I assume this is a debugging printf.

I also get this:

21148.21148 terminated normally

... but I don't really want this, I just want notification of SEGVs.
Perhaps an option to change this would be nice.  Or maybe just roll
all the functionality of fcatch into ftrace.
Comment 1 Mark Wielaard 2008-03-31 09:49:56 UTC
The first issue is indeed bogus debug output.
Removed:

commit 91c313424052de804959314bd179a5ade351da23
Author: Mark Wielaard <mwielaard@redhat.com>
Date:   Mon Mar 31 11:45:51 2008 +0200

    Removed debug output from ProcFollowUtil
    
    frysk-core/frysk/util/ChangeLog
    2008-03-31  Mark Wielaard  <mwielaard@redhat.com>
    
        * ProcFollowUtil.java (updateForkedOffspring): Remove debug output.

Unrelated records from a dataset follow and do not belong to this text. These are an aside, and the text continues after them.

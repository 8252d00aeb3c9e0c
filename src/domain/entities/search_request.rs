//! # Search Request
//!
//! Immutable description of one transfer search.
//!
//! # Examples
//!
//! ```
//! use transfer_search::domain::entities::SearchRequest;
//! use transfer_search::domain::value_objects::Location;
//!
//! let request = SearchRequest::new(
//!     Location::new("LHR").unwrap(),
//!     Location::new("hotel-savoy").unwrap(),
//!     3,
//! )
//! .unwrap();
//!
//! assert_eq!(request.passengers(), 3);
//! assert!(request.pickup_at().is_none());
//! ```

use crate::domain::errors::{DomainError, DomainResult};
use crate::domain::value_objects::{Currency, Location, Timestamp};
use serde::Serialize;
use std::fmt;

/// A validated search request.
///
/// # Invariants
///
/// - Pickup and dropoff carry an identity and name different places
/// - `passengers > 0`
#[derive(Debug, Clone, PartialEq, Serialize)]
pub struct SearchRequest {
    pickup: Location,
    dropoff: Location,
    passengers: u32,
    pickup_at: Option<Timestamp>,
    currency: Option<Currency>,
}

impl SearchRequest {
    /// Creates a validated search request.
    ///
    /// # Errors
    ///
    /// Returns `DomainError::SameLocation` if pickup and dropoff share an
    /// identity, and `DomainError::InvalidPassengerCount` if `passengers` is
    /// zero.
    pub fn new(pickup: Location, dropoff: Location, passengers: u32) -> DomainResult<Self> {
        let request = Self::from_parts(pickup, dropoff, passengers, None, None);
        request.validate()?;
        Ok(request)
    }

    /// Assembles a request without validation.
    ///
    /// Callers that build requests this way must run [`SearchRequest::validate`]
    /// before dispatching; the orchestrator always does.
    #[must_use]
    pub fn from_parts(
        pickup: Location,
        dropoff: Location,
        passengers: u32,
        pickup_at: Option<Timestamp>,
        currency: Option<Currency>,
    ) -> Self {
        Self {
            pickup,
            dropoff,
            passengers,
            pickup_at,
            currency,
        }
    }

    /// Sets the requested pickup time.
    #[must_use]
    pub fn with_pickup_at(mut self, pickup_at: Timestamp) -> Self {
        self.pickup_at = Some(pickup_at);
        self
    }

    /// Sets the currency the caller would like prices in.
    #[must_use]
    pub fn with_currency(mut self, currency: Currency) -> Self {
        self.currency = Some(currency);
        self
    }

    /// Checks the request invariants.
    ///
    /// # Errors
    ///
    /// Returns the first violated invariant as a [`DomainError`].
    pub fn validate(&self) -> DomainResult<()> {
        if !self.pickup.has_identity() {
            return Err(DomainError::InvalidLocation(
                "pickup location is missing".to_string(),
            ));
        }
        if !self.dropoff.has_identity() {
            return Err(DomainError::InvalidLocation(
                "dropoff location is missing".to_string(),
            ));
        }
        if self.pickup.same_place(&self.dropoff) {
            return Err(DomainError::SameLocation(self.pickup.id().to_string()));
        }
        if self.passengers == 0 {
            return Err(DomainError::InvalidPassengerCount(self.passengers));
        }
        Ok(())
    }

    /// Returns the pickup location.
    #[inline]
    #[must_use]
    pub fn pickup(&self) -> &Location {
        &self.pickup
    }

    /// Returns the dropoff location.
    #[inline]
    #[must_use]
    pub fn dropoff(&self) -> &Location {
        &self.dropoff
    }

    /// Returns the passenger count.
    #[inline]
    #[must_use]
    pub fn passengers(&self) -> u32 {
        self.passengers
    }

    /// Returns the requested pickup time, if any.
    #[inline]
    #[must_use]
    pub fn pickup_at(&self) -> Option<Timestamp> {
        self.pickup_at
    }

    /// Returns the preferred currency, if any.
    #[inline]
    #[must_use]
    pub fn currency(&self) -> Option<&Currency> {
        self.currency.as_ref()
    }
}

impl fmt::Display for SearchRequest {
    fn fmt(&self, f: &mut fmt::Formatter<'_>) -> fmt::Result {
        write!(
            f,
            "SearchRequest({} -> {}, {} pax)",
            self.pickup.id(),
            self.dropoff.id(),
            self.passengers
        )
    }
}
//! # Settings
//!
//! Service configuration, layered with the `config` crate.
//!
//! Sources, lowest precedence first:
//!
//! 1. Built-in defaults
//! 2. `config/default.{toml,yaml,json}` (optional)
//! 3. `config/{APP_ENV}.{toml,yaml,json}` (optional)
//! 4. Environment variables prefixed `TRANSFER__`, nested keys separated by
//!    `__` (e.g. `TRANSFER__SEARCH__OVERALL_TIMEOUT_MS=3000`)

use crate::application::services::OrchestratorConfig;
use crate::domain::value_objects::SupplierCode;
use crate::infrastructure::suppliers::{HttpSupplierConfig, SupplierSwitchboard};
use serde::{Deserialize, Serialize};
use std::path::{Path, PathBuf};
use thiserror::Error;

/// Environment variable prefix.
pub const ENV_PREFIX: &str = "TRANSFER";

/// Environment variable naming the deployment environment file.
pub const APP_ENV_VAR: &str = "APP_ENV";

/// Configuration error.
#[derive(Debug, Error)]
pub enum ConfigError {
    /// A source could not be read or deserialized.
    #[error("failed to load configuration: {0}")]
    Load(#[from] ::config::ConfigError),

    /// The merged configuration is inconsistent.
    #[error("invalid configuration: {0}")]
    Invalid(String),
}

impl ConfigError {
    /// Creates an invalid configuration error.
    #[must_use]
    pub fn invalid(message: impl Into<String>) -> Self {
        Self::Invalid(message.into())
    }
}

/// Main application settings.
#[derive(Debug, Clone, Default, PartialEq, Eq, Serialize, Deserialize)]
#[serde(default)]
pub struct Settings {
    /// HTTP server.
    pub server: ServerSettings,
    /// Search orchestration.
    pub search: SearchSettings,
    /// Logging.
    pub logging: LoggingSettings,
    /// Configured suppliers, in registration order.
    pub suppliers: Vec<SupplierSettings>,
}

/// HTTP server settings.
#[derive(Debug, Clone, PartialEq, Eq, Serialize, Deserialize)]
#[serde(default)]
pub struct ServerSettings {
    /// Bind host.
    pub host: String,
    /// Bind port.
    pub port: u16,
}

impl Default for ServerSettings {
    fn default() -> Self {
        Self {
            host: "0.0.0.0".to_string(),
            port: 8080,
        }
    }
}

/// Search orchestration settings.
#[derive(Debug, Clone, PartialEq, Eq, Serialize, Deserialize)]
#[serde(default)]
pub struct SearchSettings {
    /// Overall search deadline in milliseconds.
    pub overall_timeout_ms: u64,
    /// Default per-supplier timeout in milliseconds.
    pub per_supplier_timeout_ms: u64,
    /// Maximum offers per result; unset means unlimited.
    pub max_offers: Option<usize>,
}

impl Default for SearchSettings {
    fn default() -> Self {
        let defaults = OrchestratorConfig::default();
        Self {
            overall_timeout_ms: defaults.overall_timeout_ms,
            per_supplier_timeout_ms: defaults.per_supplier_timeout_ms,
            max_offers: defaults.max_offers,
        }
    }
}

/// Logging settings.
#[derive(Debug, Clone, PartialEq, Eq, Serialize, Deserialize)]
#[serde(default)]
pub struct LoggingSettings {
    /// Default filter directive; `RUST_LOG` takes precedence.
    pub level: String,
    /// Output format.
    pub format: LogFormat,
}

impl Default for LoggingSettings {
    fn default() -> Self {
        Self {
            level: "info".to_string(),
            format: LogFormat::default(),
        }
    }
}

/// Log output format.
#[derive(Debug, Clone, Copy, Default, PartialEq, Eq, Serialize, Deserialize)]
#[serde(rename_all = "lowercase")]
pub enum LogFormat {
    /// One JSON object per event.
    Json,
    /// Multi-line human readable output.
    Pretty,
    /// Single-line human readable output.
    #[default]
    Compact,
}

/// One configured HTTP supplier.
#[derive(Debug, Clone, PartialEq, Eq, Serialize, Deserialize)]
pub struct SupplierSettings {
    /// Supplier code.
    pub code: String,
    /// Initial enabled flag.
    #[serde(default = "default_enabled")]
    pub enabled: bool,
    /// Base URL of the supplier API.
    pub base_url: String,
    /// Per-call timeout override in milliseconds.
    #[serde(default)]
    pub timeout_ms: Option<u64>,
    /// Bearer token.
    #[serde(default)]
    pub api_key: Option<String>,
}

fn default_enabled() -> bool {
    true
}

impl SupplierSettings {
    /// Converts to the adapter's connection config.
    ///
    /// # Errors
    ///
    /// Returns `ConfigError::Invalid` if the code is blank or malformed.
    pub fn to_http_config(&self) -> Result<HttpSupplierConfig, ConfigError> {
        let code = SupplierCode::parse(&self.code).map_err(|e| ConfigError::invalid(e.to_string()))?;
        let mut config = HttpSupplierConfig::new(code, self.base_url.clone());
        if let Some(timeout_ms) = self.timeout_ms {
            config = config.with_timeout_ms(timeout_ms);
        }
        if let Some(api_key) = &self.api_key {
            config = config.with_api_key(api_key.clone());
        }
        Ok(config)
    }
}

impl Settings {
    /// Loads settings from `./config` and the process environment.
    ///
    /// A `.env` file in the working directory is read first, if present.
    ///
    /// # Errors
    ///
    /// Returns `ConfigError::Load` if a source is unreadable or does not
    /// deserialize, and `ConfigError::Invalid` if validation fails.
    pub fn load() -> Result<Self, ConfigError> {
        if let Ok(path) = dotenvy::dotenv() {
            tracing::debug!(path = %path.display(), "loaded .env file");
        }
        SettingsLoader::new()
            .app_env(std::env::var(APP_ENV_VAR).ok())
            .load()
    }

    /// Returns the `host:port` bind address.
    #[must_use]
    pub fn bind_address(&self) -> String {
        format!("{}:{}", self.server.host, self.server.port)
    }

    /// Returns the orchestrator configuration.
    #[must_use]
    pub fn orchestrator_config(&self) -> OrchestratorConfig {
        let config = OrchestratorConfig::with_timeout(self.search.overall_timeout_ms)
            .with_per_supplier_timeout(self.search.per_supplier_timeout_ms);
        match self.search.max_offers {
            Some(max) => config.with_max_offers(max),
            None => config,
        }
    }

    /// Builds the live enabled flags of all configured suppliers.
    ///
    /// # Errors
    ///
    /// Returns `ConfigError::Invalid` if a supplier code is malformed.
    pub fn switchboard(&self) -> Result<SupplierSwitchboard, ConfigError> {
        let flags = self
            .suppliers
            .iter()
            .map(|s| {
                SupplierCode::parse(&s.code)
                    .map(|code| (code, s.enabled))
                    .map_err(|e| ConfigError::invalid(e.to_string()))
            })
            .collect::<Result<Vec<_>, _>>()?;
        Ok(SupplierSwitchboard::from_flags(flags))
    }

    /// Checks cross-field constraints.
    ///
    /// # Errors
    ///
    /// Returns `ConfigError::Invalid` for zero timeouts, a per-supplier
    /// timeout above the overall timeout, or a blank supplier code or URL.
    pub fn validate(&self) -> Result<(), ConfigError> {
        let search = &self.search;
        if search.overall_timeout_ms == 0 {
            return Err(ConfigError::invalid("search.overall_timeout_ms must be positive"));
        }
        if search.per_supplier_timeout_ms == 0 {
            return Err(ConfigError::invalid(
                "search.per_supplier_timeout_ms must be positive",
            ));
        }
        if search.per_supplier_timeout_ms > search.overall_timeout_ms {
            return Err(ConfigError::invalid(format!(
                "search.per_supplier_timeout_ms ({}) exceeds search.overall_timeout_ms ({})",
                search.per_supplier_timeout_ms, search.overall_timeout_ms
            )));
        }

        for supplier in &self.suppliers {
            SupplierCode::parse(&supplier.code)
                .map_err(|e| ConfigError::invalid(format!("suppliers: {e}")))?;
            if supplier.base_url.trim().is_empty() {
                return Err(ConfigError::invalid(format!(
                    "supplier {} has no base_url",
                    supplier.code
                )));
            }
            if supplier.timeout_ms == Some(0) {
                return Err(ConfigError::invalid(format!(
                    "supplier {} has a zero timeout_ms",
                    supplier.code
                )));
            }
        }
        Ok(())
    }
}

/// Builder for the layered settings sources.
#[derive(Debug, Clone)]
pub struct SettingsLoader {
    config_dir: PathBuf,
    app_env: Option<String>,
    env_source: Option<::config::Map<String, String>>,
}

impl Default for SettingsLoader {
    fn default() -> Self {
        Self::new()
    }
}

impl SettingsLoader {
    /// Creates a loader reading `./config` and the process environment.
    #[must_use]
    pub fn new() -> Self {
        Self {
            config_dir: PathBuf::from("config"),
            app_env: None,
            env_source: None,
        }
    }

    /// Sets the directory holding `default` and per-environment files.
    #[must_use]
    pub fn config_dir(mut self, dir: impl AsRef<Path>) -> Self {
        self.config_dir = dir.as_ref().to_path_buf();
        self
    }

    /// Sets the deployment environment whose file overlays `default`.
    #[must_use]
    pub fn app_env(mut self, app_env: Option<String>) -> Self {
        self.app_env = app_env;
        self
    }

    /// Reads environment overrides from `vars` instead of the process.
    #[must_use]
    pub fn env_vars(mut self, vars: ::config::Map<String, String>) -> Self {
        self.env_source = Some(vars);
        self
    }

    /// Merges all sources and validates the result.
    ///
    /// # Errors
    ///
    /// Returns `ConfigError::Load` if a source is unreadable or does not
    /// deserialize, and `ConfigError::Invalid` if validation fails.
    pub fn load(self) -> Result<Settings, ConfigError> {
        let mut builder = ::config::Config::builder().add_source(
            ::config::File::from(self.config_dir.join("default")).required(false),
        );
        if let Some(app_env) = &self.app_env {
            builder = builder
                .add_source(::config::File::from(self.config_dir.join(app_env)).required(false));
        }
        builder = builder.add_source(
            ::config::Environment::with_prefix(ENV_PREFIX)
                .separator("__")
                .try_parsing(true)
                .source(self.env_source),
        );

        let settings: Settings = builder.build()?.try_deserialize()?;
        settings.validate()?;
        Ok(settings)
    }
}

The second issue is deliberate:
frysk/util/FCatch.java

                // if the main thread exited print out a message that the process
                // terminated safely 
                if(task.getTid() == task.getProc().getPid()){
                    printWriter.println(task.getProc().getPid() + "."
                                + task.getTid() + " terminated normally");
                    printWriter.flush();
                }

I think it can be removed, or an extra option to print such informative
messages. And merging fcatch with ftrace might be an interesting option indeed.